====== MATERIAL FOR THIS TASK
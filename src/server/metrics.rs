//! Prometheus metrics for the log server.

use axum::http::Method;
use prometheus_client::encoding::{EncodeLabelSet, EncodeLabelValue};
use prometheus_client::metrics::counter::Counter;
use prometheus_client::metrics::family::Family;
use prometheus_client::metrics::gauge::Gauge;
use prometheus_client::metrics::histogram::{exponential_buckets, Histogram};
use prometheus_client::registry::Registry;

/// Labels for HTTP request metrics.
#[derive(Clone, Debug, Hash, PartialEq, Eq, EncodeLabelSet)]
pub struct HttpLabelsWithStatus {
    pub method: HttpMethod,
    pub endpoint: String,
    pub status: u16,
}

/// HTTP method label value.
#[derive(Clone, Debug, Hash, PartialEq, Eq, EncodeLabelValue)]
pub enum HttpMethod {
    Get,
    Post,
    Put,
    Delete,
    Patch,
    Head,
    Options,
    Other,
}

impl From<&Method> for HttpMethod {
    fn from(method: &Method) -> Self {
        match *method {
            Method::GET => HttpMethod::Get,
            Method::POST => HttpMethod::Post,
            Method::PUT => HttpMethod::Put,
            Method::DELETE => HttpMethod::Delete,
            Method::PATCH => HttpMethod::Patch,
            Method::HEAD => HttpMethod::Head,
            Method::OPTIONS => HttpMethod::Options,
            _ => HttpMethod::Other,
        }
    }
}

/// Labels for HTTP request latency histogram (without status, since status is unknown at start).
#[derive(Clone, Debug, Hash, PartialEq, Eq, EncodeLabelSet)]
pub struct HttpLabels {
    pub method: HttpMethod,
    pub endpoint: String,
}

/// Container for all Prometheus metrics.
pub struct Metrics {
    registry: Registry,

    /// Counter of records successfully appended.
    pub log_append_records_total: Counter,

    /// Counter of bytes written
    pub log_append_bytes_total: Counter,

    /// Counter of records read back
    pub log_read_records_total: Counter,

    /// Counter of bytes read back
    pub log_read_bytes_total: Counter,

    /// Counter of HTTP requests.
    pub http_requests_total: Family<HttpLabelsWithStatus, Counter>,

    /// Histogram of HTTP request latency in seconds.
    pub http_request_duration_seconds: Family<HttpLabels, Histogram>,

    /// Gauge of currently in-flight requests.
    pub http_requests_in_flight: Gauge,
}

impl Default for Metrics {
    fn default() -> Self {
        Self::new()
    }
}

impl Metrics {
    /// Create a new metrics registry with all metrics registered.
    pub fn new() -> Self {
        let mut registry = Registry::default();

        let log_append_records_total = Counter::default();
        registry.register(
            "log_append_records_total",
            "Total number of records appended to the log",
            log_append_records_total.clone(),
        );

        let log_append_bytes_total = Counter::default();
        registry.register(
            "log_append_bytes_total",
            "Total number of bytes written to the log",
            log_append_bytes_total.clone(),
        );

        let log_read_records_total = Counter::default();
        registry.register(
            "log_read_records_total",
            "Total number of records read from the log",
            log_read_records_total.clone(),
        );

        let log_read_bytes_total = Counter::default();
        registry.register(
            "log_read_bytes_total",
            "Total number of bytes read from the log",
            log_read_bytes_total.clone(),
        );

        let http_requests_total = Family::<HttpLabelsWithStatus, Counter>::default();
        registry.register(
            "http_requests_total",
            "Total number of HTTP requests",
            http_requests_total.clone(),
        );

        // HTTP request duration histogram (buckets from 1ms to ~8s)
        let http_request_duration_seconds =
            Family::<HttpLabels, Histogram>::new_with_constructor(|| {
                Histogram::new(exponential_buckets(0.001, 2.0, 14))
            });
        registry.register(
            "http_request_duration_seconds",
            "HTTP request latency in seconds",
            http_request_duration_seconds.clone(),
        );

        let http_requests_in_flight = Gauge::default();
        registry.register(
            "http_requests_in_flight",
            "Number of HTTP requests currently being processed",
            http_requests_in_flight.clone(),
        );

        Self {
            registry,
            log_append_records_total,
            log_append_bytes_total,
            log_read_records_total,
            log_read_bytes_total,
            http_requests_total,
            http_request_duration_seconds,
            http_requests_in_flight,
        }
    }

    /// Encode all metrics to Prometheus text format.
    pub fn encode(&self) -> String {
        let mut buffer = String::new();
        prometheus_client::encoding::text::encode(&mut buffer, &self.registry)
            .expect("encoding metrics should not fail");
        buffer
    }
}

#[cfg(test)]
mod tests {
    use super::*;

    #[test]
    fn should_create_default_metrics() {
        // given/when
        let metrics = Metrics::new();

        // then
        let encoded = metrics.encode();
        assert!(encoded.contains("# HELP log_append_records_total"));
        assert!(encoded.contains("# HELP log_append_bytes_total"));
        assert!(encoded.contains("# HELP log_read_records_total"));
        assert!(encoded.contains("# HELP log_read_bytes_total"));
        assert!(encoded.contains("# HELP http_requests_total"));
        assert!(encoded.contains("# HELP http_request_duration_seconds"));
        assert!(encoded.contains("# HELP http_requests_in_flight"));
    }

    #[test]
    fn should_convert_http_method_to_label() {
        // given
        let method = Method::GET;

        // when
        let label = HttpMethod::from(&method);

        // then
        assert!(matches!(label, HttpMethod::Get));
    }
}
//! Core data types for the record log.

use bytes::Bytes;

/// Offset of a record in the log.
///
/// Offsets are zero-based, monotonically increasing integers assigned to each
/// record at append time. The offset is the record's position in the log, so
/// the log can be read back as records `0..len`.
pub type Offset = u64;

/// A record stored in the log.
///
/// Records are the unit of data written to and read from the log. The payload
/// is an opaque byte sequence; the log does not interpret or validate it.
///
/// # Offset Assignment
///
/// The `offset` field is ignored on input: [`RecordLog::append`] overwrites
/// it with the position the record was stored at, and that offset is echoed
/// back to the caller. Once appended, a record's content and offset never
/// change.
///
/// # Example
///
/// ```
/// use bytes::Bytes;
/// use recordlog::Record;
///
/// let record = Record {
///     value: Bytes::from(r#"{"id": "123", "amount": 99.99}"#),
///     offset: 0,
/// };
/// ```
///
/// [`RecordLog::append`]: crate::RecordLog::append
#[derive(Debug, Clone, PartialEq, Eq)]
pub struct Record {
    /// The record payload.
    ///
    /// Values can contain any byte sequence.
    pub value: Bytes,

    /// The offset assigned to this record at append time.
    pub offset: Offset,
}
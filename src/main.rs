//! Record log HTTP server binary entry point.

use std::sync::Arc;

use clap::Parser;
use tracing_subscriber::EnvFilter;

use recordlog::server::{CliArgs, LogServer, ServerConfig};
use recordlog::RecordLog;

#[tokio::main]
async fn main() {
    // Initialize tracing
    tracing_subscriber::fmt()
        .with_env_filter(
            EnvFilter::try_from_default_env().unwrap_or_else(|_| EnvFilter::new("info")),
        )
        .init();

    // Parse CLI arguments
    let args = CliArgs::parse();
    let server_config = ServerConfig::from(&args);

    // The log is created empty and lives for the process lifetime
    let log = Arc::new(RecordLog::new());
    tracing::info!("Opened empty record log");

    // Create and run the server
    let server = LogServer::new(log, server_config);
    server.run().await;
}
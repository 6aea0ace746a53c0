//! Tower middleware for the log server: request logging and HTTP metrics.

use std::future::Future;
use std::pin::Pin;
use std::sync::Arc;
use std::task::{Context, Poll};
use std::time::Instant;

use axum::extract::Request;
use axum::response::Response;
use tower::{Layer, Service};

use super::metrics::{HttpLabels, HttpLabelsWithStatus, HttpMethod, Metrics};

type BoxFuture<T> = Pin<Box<dyn Future<Output = T> + Send>>;

/// Layer that emits one tracing event per handled request.
#[derive(Clone, Default)]
pub struct TracingLayer;

impl TracingLayer {
    pub fn new() -> Self {
        Self
    }
}

impl<S> Layer<S> for TracingLayer {
    type Service = TracingService<S>;

    fn layer(&self, inner: S) -> Self::Service {
        TracingService { inner }
    }
}

#[derive(Clone)]
pub struct TracingService<S> {
    inner: S,
}

impl<S> Service<Request> for TracingService<S>
where
    S: Service<Request, Response = Response> + Send + 'static,
    S::Future: Send + 'static,
{
    type Response = S::Response;
    type Error = S::Error;
    type Future = BoxFuture<Result<S::Response, S::Error>>;

    fn poll_ready(&mut self, cx: &mut Context<'_>) -> Poll<Result<(), S::Error>> {
        self.inner.poll_ready(cx)
    }

    fn call(&mut self, req: Request) -> Self::Future {
        let method = req.method().clone();
        let path = req.uri().path().to_string();
        let start = Instant::now();

        let future = self.inner.call(req);
        Box::pin(async move {
            let response = future.await?;
            tracing::debug!(
                method = %method,
                path = %path,
                status = response.status().as_u16(),
                latency_ms = start.elapsed().as_millis() as u64,
                "handled request"
            );
            Ok(response)
        })
    }
}

/// Layer that records HTTP request count, latency, and in-flight gauge.
#[derive(Clone)]
pub struct MetricsLayer {
    metrics: Arc<Metrics>,
}

impl MetricsLayer {
    pub fn new(metrics: Arc<Metrics>) -> Self {
        Self { metrics }
    }
}

impl<S> Layer<S> for MetricsLayer {
    type Service = MetricsService<S>;

    fn layer(&self, inner: S) -> Self::Service {
        MetricsService {
            inner,
            metrics: self.metrics.clone(),
        }
    }
}

#[derive(Clone)]
pub struct MetricsService<S> {
    inner: S,
    metrics: Arc<Metrics>,
}

impl<S> Service<Request> for MetricsService<S>
where
    S: Service<Request, Response = Response> + Send + 'static,
    S::Future: Send + 'static,
{
    type Response = S::Response;
    type Error = S::Error;
    type Future = BoxFuture<Result<S::Response, S::Error>>;

    fn poll_ready(&mut self, cx: &mut Context<'_>) -> Poll<Result<(), S::Error>> {
        self.inner.poll_ready(cx)
    }

    fn call(&mut self, req: Request) -> Self::Future {
        let metrics = self.metrics.clone();
        let method = HttpMethod::from(req.method());
        let endpoint = req.uri().path().to_string();
        let start = Instant::now();

        metrics.http_requests_in_flight.inc();

        let future = self.inner.call(req);
        Box::pin(async move {
            let response = future.await;
            metrics.http_requests_in_flight.dec();

            if let Ok(response) = &response {
                metrics
                    .http_request_duration_seconds
                    .get_or_create(&HttpLabels {
                        method: method.clone(),
                        endpoint: endpoint.clone(),
                    })
                    .observe(start.elapsed().as_secs_f64());
                metrics
                    .http_requests_total
                    .get_or_create(&HttpLabelsWithStatus {
                        method,
                        endpoint,
                        status: response.status().as_u16(),
                    })
                    .inc();
            }

            response
        })
    }
}
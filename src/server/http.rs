//! HTTP server implementation for the record log.

use std::net::SocketAddr;
use std::sync::Arc;

use axum::routing::{get, post};
use axum::Router;
use tokio::signal;

use super::config::ServerConfig;
use super::handlers::{
    handle_append, handle_healthy, handle_metrics, handle_read, handle_ready, AppState,
};
use super::metrics::Metrics;
use super::middleware::{MetricsLayer, TracingLayer};
use crate::RecordLog;

/// HTTP server for the record log service.
pub struct LogServer {
    log: Arc<RecordLog>,
    config: ServerConfig,
}

impl LogServer {
    /// Create a new log server.
    pub fn new(log: Arc<RecordLog>, config: ServerConfig) -> Self {
        Self { log, config }
    }

    /// Run the HTTP server.
    pub async fn run(self) {
        let metrics = Arc::new(Metrics::new());

        let state = AppState {
            log: self.log,
            metrics: metrics.clone(),
        };

        // Build router with routes and middleware
        let app = Router::new()
            .route("/api/v1/log/append", post(handle_append))
            .route("/api/v1/log/read", get(handle_read))
            .route("/metrics", get(handle_metrics))
            .route("/-/healthy", get(handle_healthy))
            .route("/-/ready", get(handle_ready))
            .layer(TracingLayer::new())
            .layer(MetricsLayer::new(metrics))
            .with_state(state);

        let addr = SocketAddr::from(([0, 0, 0, 0], self.config.port));
        tracing::info!("Starting record log HTTP server on {}", addr);

        let listener = tokio::net::TcpListener::bind(addr).await.unwrap();
        axum::serve(listener, app)
            .with_graceful_shutdown(shutdown_signal())
            .await
            .unwrap();

        tracing::info!("Server shut down gracefully");
    }
}

/// Listen for SIGTERM (K8s pod termination) and SIGINT (Ctrl+C).
async fn shutdown_signal() {
    let ctrl_c = async {
        signal::ctrl_c()
            .await
            .expect("failed to install Ctrl+C handler");
    };

    #[cfg(unix)]
    let terminate = async {
        signal::unix::signal(signal::unix::SignalKind::terminate())
            .expect("failed to install SIGTERM handler")
            .recv()
            .await;
    };

    #[cfg(not(unix))]
    let terminate = std::future::pending::<()>();

    tokio::select! {
        _ = ctrl_c => tracing::info!("Received SIGINT, starting graceful shutdown"),
        _ = terminate => tracing::info!("Received SIGTERM, starting graceful shutdown"),
    }
}
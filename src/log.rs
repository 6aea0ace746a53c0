//! Core log implementation with append and read APIs.
//!
//! This module provides the [`RecordLog`] struct, the primary entry point for
//! storing and retrieving records. It exposes the write operation
//! ([`append`]) and the point-lookup read operation ([`read`]).
//!
//! [`append`]: RecordLog::append
//! [`read`]: RecordLog::read

use std::sync::RwLock;

use crate::error::{Error, Result};
use crate::model::{Offset, Record};

/// An in-memory append-only log of records.
///
/// The log owns an ordered sequence of records where the index is the offset.
/// Offsets are assigned in strictly increasing order starting at 0, with no
/// gaps, in the order appends acquire the write lock. Records are never
/// updated or removed once stored.
///
/// # Thread Safety
///
/// `RecordLog` is designed to be shared across threads. All methods take
/// `&self`; the record sequence is guarded by a reader/writer lock, so
/// appends are exclusive while reads may proceed concurrently with each
/// other. A read never observes a partially appended record.
///
/// # Example
///
/// ```
/// use bytes::Bytes;
/// use recordlog::{Record, RecordLog};
///
/// let log = RecordLog::new();
///
/// let offset = log.append(Record {
///     value: Bytes::from("hello"),
///     offset: 0,
/// });
/// assert_eq!(offset, 0);
///
/// let record = log.read(offset).unwrap();
/// assert_eq!(record.value, Bytes::from("hello"));
/// ```
#[derive(Debug, Default)]
pub struct RecordLog {
    records: RwLock<Vec<Record>>,
}

impl RecordLog {
    /// Creates a new, empty log.
    pub fn new() -> Self {
        Self {
            records: RwLock::new(Vec::new()),
        }
    }

    /// Appends a record to the log and returns its assigned offset.
    ///
    /// The record's `offset` field is overwritten with the position the
    /// record is stored at. The length read, the insert, and the offset
    /// assignment happen under the write lock as one indivisible step, so
    /// two concurrent appends never receive the same offset.
    ///
    /// Appending cannot fail: the log has no capacity limit and performs no
    /// duplicate detection.
    pub fn append(&self, mut record: Record) -> Offset {
        let mut records = self.records.write().unwrap();
        let offset = records.len() as Offset;
        record.offset = offset;
        records.push(record);
        offset
    }

    /// Reads the record stored at `offset`.
    ///
    /// Returns a clone of the record, observing all appends that completed
    /// before this read acquired the lock.
    ///
    /// # Errors
    ///
    /// Returns [`Error::OffsetNotFound`] if `offset` has not been assigned,
    /// including any read against an empty log.
    pub fn read(&self, offset: Offset) -> Result<Record> {
        let records = self.records.read().unwrap();
        records
            .get(offset as usize)
            .cloned()
            .ok_or(Error::OffsetNotFound(offset))
    }

    /// Returns the number of records in the log.
    ///
    /// Equal to the next offset that will be assigned.
    pub fn len(&self) -> u64 {
        self.records.read().unwrap().len() as u64
    }

    /// Returns `true` if no records have been appended.
    pub fn is_empty(&self) -> bool {
        self.records.read().unwrap().is_empty()
    }
}
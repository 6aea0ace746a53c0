//! HTTP response types for the log server.

use axum::Json;
use serde::Serialize;

use super::request::WireRecord;
use crate::model::Offset;
use crate::{Error, Result};

/// Response body for POST /api/v1/log/append.
///
/// Tells the caller what offset the log stored the record under.
#[derive(Debug, Clone, PartialEq, Eq, Serialize)]
pub struct AppendResponse {
    pub offset: Offset,
}

/// Response body for GET /api/v1/log/read.
///
/// Carries the record the caller asked for, with its assigned offset set.
#[derive(Debug, Clone, PartialEq, Eq, Serialize)]
pub struct ReadResponse {
    pub record: WireRecord,
}

/// Encode a response as JSON.
///
/// Serialization failure surfaces as [`Error::Encoding`] so the boundary can
/// report a server-side fault instead of panicking.
pub(super) fn to_json_response<T: Serialize>(response: &T) -> Result<Json<serde_json::Value>> {
    let value = serde_json::to_value(response)
        .map_err(|e| Error::Encoding(format!("Failed to encode response: {}", e)))?;
    Ok(Json(value))
}

#[cfg(test)]
mod tests {
    use bytes::Bytes;

    use super::*;

    #[test]
    fn should_serialize_append_response_with_offset_key() {
        // given
        let response = AppendResponse { offset: 3 };

        // when
        let json = serde_json::to_string(&response).unwrap();

        // then
        assert_eq!(json, r#"{"offset":3}"#);
    }

    #[test]
    fn should_serialize_read_response_with_base64_value() {
        // given - "hello" -> "aGVsbG8="
        let response = ReadResponse {
            record: WireRecord {
                value: Bytes::from("hello"),
                offset: 1,
            },
        };

        // when
        let json = serde_json::to_string(&response).unwrap();

        // then
        assert_eq!(json, r#"{"record":{"value":"aGVsbG8=","offset":1}}"#);
    }

    #[test]
    fn should_encode_response_to_json_value() {
        // given
        let response = AppendResponse { offset: 0 };

        // when
        let Json(value) = to_json_response(&response).unwrap();

        // then
        assert_eq!(value["offset"], 0);
    }
}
============
* **YOUR GOAL**
Whichever lines of the records above hold the word "types" should all be copied out.

* **RESULT FOR THIS EXERCISE**
//! Core data types for the record log.
//! HTTP response types for the log server.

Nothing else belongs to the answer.